## Required work
Check every line of the data below for the string "types", and copy the ones that hold it.

## Data under study
◇ ◇ ◇ ◇ ◇

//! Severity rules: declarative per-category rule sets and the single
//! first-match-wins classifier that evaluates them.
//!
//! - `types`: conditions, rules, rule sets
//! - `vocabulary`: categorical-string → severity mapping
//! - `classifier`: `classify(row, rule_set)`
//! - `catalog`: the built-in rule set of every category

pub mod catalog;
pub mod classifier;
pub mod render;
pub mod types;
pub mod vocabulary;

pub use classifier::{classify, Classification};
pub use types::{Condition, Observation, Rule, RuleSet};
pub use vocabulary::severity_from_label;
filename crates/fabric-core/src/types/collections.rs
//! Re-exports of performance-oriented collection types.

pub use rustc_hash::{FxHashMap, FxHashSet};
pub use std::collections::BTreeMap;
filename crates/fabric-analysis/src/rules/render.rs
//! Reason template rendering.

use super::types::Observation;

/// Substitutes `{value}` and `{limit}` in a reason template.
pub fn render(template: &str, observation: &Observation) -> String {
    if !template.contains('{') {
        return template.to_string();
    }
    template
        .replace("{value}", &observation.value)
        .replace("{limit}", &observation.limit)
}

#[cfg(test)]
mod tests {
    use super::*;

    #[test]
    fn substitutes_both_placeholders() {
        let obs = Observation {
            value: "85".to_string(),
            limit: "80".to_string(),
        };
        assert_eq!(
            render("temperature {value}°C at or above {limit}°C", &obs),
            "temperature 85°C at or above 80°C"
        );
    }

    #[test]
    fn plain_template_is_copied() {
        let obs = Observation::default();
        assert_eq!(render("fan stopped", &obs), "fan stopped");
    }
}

◇ ◇ ◇ ◇ ◇

## Reply to the task
//! - `types`: conditions, rules, rule sets
pub mod types;
pub use types::{Condition, Observation, Rule, RuleSet};
filename crates/fabric-core/src/types/collections.rs
//! Re-exports of performance-oriented collection types.
use super::types::Observation;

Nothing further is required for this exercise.